Friday, March 07, 2008

Why isn't Ohio like Wisconsin?

It's overdetermined, so it's impossible to really point to a reason "why" the gains Barack Obama made with working class whites in Wisconsin didn't extend to Ohio. But I have lived and voted in both states, and my experience tells me that they are not that much different culturally. Why did their Democrats vote so differently?

I can think of six possible reasons, and I bet there are more:

1. NAFTA. Wisconsin has lost manufacturing jobs, too, but not as many as Ohio. No doubt the weird NAFTA flap in the couple of days before March 4 hurt Obama badly.

2. Race. Is Ohio more racist than Wisconsin? If this feels like a cheap explanation, it is, and to me it feels unlikely. But it's actually not so easy to dismiss. Analysis of Ohio exit polling here finds that the percentage of white voters "who voted for white candidates partly because of race" was only 6 percent in Wisconsin compared to 11.4 percent in Ohio.

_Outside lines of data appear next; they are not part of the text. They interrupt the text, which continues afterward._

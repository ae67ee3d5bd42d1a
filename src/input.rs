// SPDX-License-Identifier: MIT

//! Deterministic generation of the input array.

use crate::error::{Result, SumError};
use clap::ValueEnum;
use rand::rngs::StdRng;
use rand::{Rng, SeedableRng};

/// Smallest value a generated element takes.
pub const MIN_VALUE: i8 = -100;
/// Largest value a generated element takes.
pub const MAX_VALUE: i8 = 100;

/// Number of distinct values in `MIN_VALUE..=MAX_VALUE`.
const CYCLE: usize = (MAX_VALUE as i16 - MIN_VALUE as i16 + 1) as usize;

/// How the input array is filled.
#[derive(Debug, Clone, Copy, PartialEq, Eq, ValueEnum)]
pub enum Fill {
    /// Every element is 1.
    Ones,
    /// Element `i` is `(i mod 201) - 100`.
    Cyclic,
    /// Uniform in `[-100, 100]`, reproducible from the seed.
    Random,
}

impl Fill {
    /// Closed-form total of `len` elements, when one exists.
    pub fn expected_total(self, len: usize) -> Option<i64> {
        match self {
            Fill::Ones => Some(len as i64),
            Fill::Cyclic => {
                // Each full cycle sums to zero.
                let tail = (len % CYCLE) as i64;
                Some(tail * (tail - 1) / 2 + tail * MIN_VALUE as i64)
            }
            Fill::Random => None,
        }
    }
}

/// Allocates and fills an array of `len` elements.
///
/// # Errors
/// `Allocation` if the array cannot be reserved.
pub fn generate(len: usize, fill: Fill, seed: u64) -> Result<Vec<i8>> {
    let mut values: Vec<i8> = Vec::new();
    values
        .try_reserve_exact(len)
        .map_err(|_| SumError::Allocation { len })?;

    match fill {
        Fill::Ones => values.resize(len, 1),
        Fill::Cyclic => {
            values.extend((0..len).map(|i| ((i % CYCLE) as i16 + MIN_VALUE as i16) as i8))
        }
        Fill::Random => {
            let mut rng = StdRng::seed_from_u64(seed);
            values.extend((0..len).map(|_| rng.gen_range(MIN_VALUE..=MAX_VALUE)));
        }
    }

    tracing::debug!(len, ?fill, seed, "generated input array");
    Ok(values)
}
// SPDX-License-Identifier: MIT

use std::ops::Range;
use thiserror::Error;

/// Errors that end a reduction run.
///
/// Every variant is local to a single run: it is reported once and the
/// process exits. Retrying is left to whoever invoked the process.
#[derive(Error, Debug, Clone, PartialEq)]
pub enum SumError {
    /// N or K failed to parse, or was zero.
    #[error("invalid argument: {0}")]
    InvalidArgument(String),

    /// A worker could not complete its assigned range.
    #[error("worker {worker} failed on range {range:?}: {reason}")]
    WorkerFailure {
        worker: usize,
        range: Range<usize>,
        reason: String,
    },

    /// The input array could not be allocated.
    #[error("failed to allocate input array of {len} elements")]
    Allocation { len: usize },

    /// The concurrent total disagrees with the expected total.
    #[error("verification failed: expected {expected}, got {actual}")]
    VerificationMismatch { expected: String, actual: String },

    /// The timing report could not be written.
    #[error("failed to write report: {0}")]
    Report(String),
}

impl SumError {
    /// Process exit code for this error. Never zero.
    pub fn exit_code(&self) -> u8 {
        match self {
            SumError::InvalidArgument(_) => 2,
            SumError::WorkerFailure { .. } => 3,
            SumError::Allocation { .. } => 4,
            SumError::VerificationMismatch { .. } => 5,
            SumError::Report(_) => 1,
        }
    }
}

pub type Result<T> = std::result::Result<T, SumError>;

#[cfg(test)]
mod tests {
    use super::*;

    #[test]
    fn test_exit_codes_are_distinct_and_nonzero() {
        let errors = [
            SumError::InvalidArgument("k".into()),
            SumError::WorkerFailure {
                worker: 0,
                range: 0..1,
                reason: "boom".into(),
            },
            SumError::Allocation { len: 1 },
            SumError::VerificationMismatch {
                expected: "1".into(),
                actual: "2".into(),
            },
            SumError::Report("broken pipe".into()),
        ];

        let mut codes: Vec<u8> = errors.iter().map(SumError::exit_code).collect();
        assert!(codes.iter().all(|&code| code != 0));
        codes.sort_unstable();
        codes.dedup();
        assert_eq!(codes.len(), errors.len());
    }

    #[test]
    fn test_worker_failure_names_range() {
        let err = SumError::WorkerFailure {
            worker: 2,
            range: 6..9,
            reason: "index out of bounds".into(),
        };
        assert_eq!(
            err.to_string(),
            "worker 2 failed on range 6..9: index out of bounds"
        );
    }
}
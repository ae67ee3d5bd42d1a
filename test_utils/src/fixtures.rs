// SPDX-License-Identifier: MIT

use spinsum::input::{MAX_VALUE, MIN_VALUE};
use spinsum::reduce::Element;
use spinsum::SpinLock;
use std::sync::Arc;
use std::thread;

/// Element value that panics when widened, for failure injection.
pub const POISON: u32 = u32::MAX;

/// Element that makes the worker summing it panic when it holds [`POISON`].
#[derive(Debug, Clone, Copy, PartialEq, Eq)]
pub struct Poisonable(pub u32);

impl Element for Poisonable {
    type Total = u64;

    fn widen(self) -> u64 {
        if self.0 == POISON {
            panic!("poisoned element");
        }
        self.0 as u64
    }
}

/// Array of `len` values cycling through `MIN_VALUE..=MAX_VALUE`.
pub fn cyclic(len: usize) -> Vec<i8> {
    (MIN_VALUE..=MAX_VALUE).cycle().take(len).collect()
}

/// Closed-form total of [`cyclic`]`(len)`.
pub fn cyclic_total(len: usize) -> i64 {
    let period = (MAX_VALUE as i64 - MIN_VALUE as i64 + 1) as usize;
    let full_cycles = (len / period) as i64;
    let tail = (len % period) as i64;
    let cycle_total: i64 = (MIN_VALUE as i64..=MAX_VALUE as i64).sum();
    full_cycles * cycle_total + tail * MIN_VALUE as i64 + tail * (tail - 1) / 2
}

/// Closed-form total of `0 + 1 + ... + (len - 1)`.
pub fn index_total(len: usize) -> u64 {
    let len = len as u64;
    len * len.saturating_sub(1) / 2
}

/// Has `num_threads` threads each increment a shared spinlock-protected
/// counter `increments` times and returns the final count.
pub fn hammer_spinlock(num_threads: usize, increments: u64) -> u64 {
    let counter = Arc::new(SpinLock::new(0u64));

    let handles: Vec<_> = (0..num_threads)
        .map(|_| {
            let counter = counter.clone();
            thread::spawn(move || {
                for _ in 0..increments {
                    let mut counter_guard = counter.lock();
                    *counter_guard += 1;
                }
            })
        })
        .collect();

    for handle in handles {
        handle.join().expect("counter thread panicked");
    }

    let total = *counter.lock();
    total
}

3. Campaigning. The view put forward by an aggrieved anonymous commenter below was that Obama neglected campaign stops in rural Ohio, and as a result basically conceded every county except the heavily urban Franklin and Cuyahoga counties.

I think there's something to this. I don't know that much about Obama's campaign stops in Ohio, but he was all over Wisconsin, even up here in the north. If he had only stopped in Madison and Milwaukee, that absolutely would have been held against him by white rural Wisconsinites.***

4. What about the power of political endorsements? Usually the conventional wisdom is that endorsements don't move a whole lot of votes, unless maybe they are mayors with access to a political machine. But it's worth noting that Wisconsin's governor endorsed and campaigned for Obama, while Ohio's governor endorsed and campaigned for Clinton.

It seems to me that endorsements would hold the most sway among "low information" voters, in other words those who aren't political junkies who have been following the campaign since the beginning. And that group would presumably include a lot of, yes, working class whites.

5. That stupid 3 a.m. ad. I wasn't in Ohio when this ad dropped, and I really haven't seen data assessing its effect. But the specific type of national security appeal made by the Clinton campaign with that ad was never made in Wisconsin, and it is reasonable to assume that it caused a flicker of doubt about Obama's readiness in at least some voters' minds.

6. Saturday Night Live. Even though she had always been ahead in Ohio, Obama's 12 straight wins made Clinton an underdog in the campaign storyline. The blame-the-media shtick rolled out by SNL and seized upon by the Clinton campaign certainly caught on in the culture, triggering both some sympathy for Clinton among voters and some apparent "toughening" in press treatment of Obama.

To me, numbers 1 and 3 feel like they probably explain the most; numbers 5 and 6 seem the weakest. But I guess you never know what resonates with people. Ohioans, how would you rank the importance of these factors? Also feel free to pick apart these theories or add your own...

*** Of course, Wisconsin is a much smaller state than Ohio, and during the lead-up to its primary Obama wasn't simultaneously campaigning in another huge state with multiple urban centers. Wisconsin had its primary on the same day as Hawaii, a state Obama won by a margin of something like 99-1 without even a campaign stop. Ohio had its primary on the same day as Texas, which, well...


Saxdrop said...

And what explains an 18-point margin in Wyoming? I've never really paid much attention to Wyoming as anything but a red state (has anyone for that matter)? So I never really thought about what kinds of things might sort WY Dems into Obama or Clinton camps. Here's a couple options:

1. Are states now more likely to just go the way of the national press winds? That is, if one candidate seems to be polling favorably nationally (or atleast moving up faster), will that trickle down to localities?

2. Is it really just Obama's advantage to have caucuses?

3. I got some sense that Obama was always ahead in this state, and laid out a very aggressive ground game (aggressive for Wyoming that is) with something like 5 field offices. Clinton never took the bait.

I suppose 3 is the most likely, but why was Obama ahead in the first place?

Nicole said...

Wisconsin's long history of progressive politics?

I read an article that said American's have some sort of psychological relationship with Hillary where for some reason they don't want to see her win, but they don't want to see her lose either.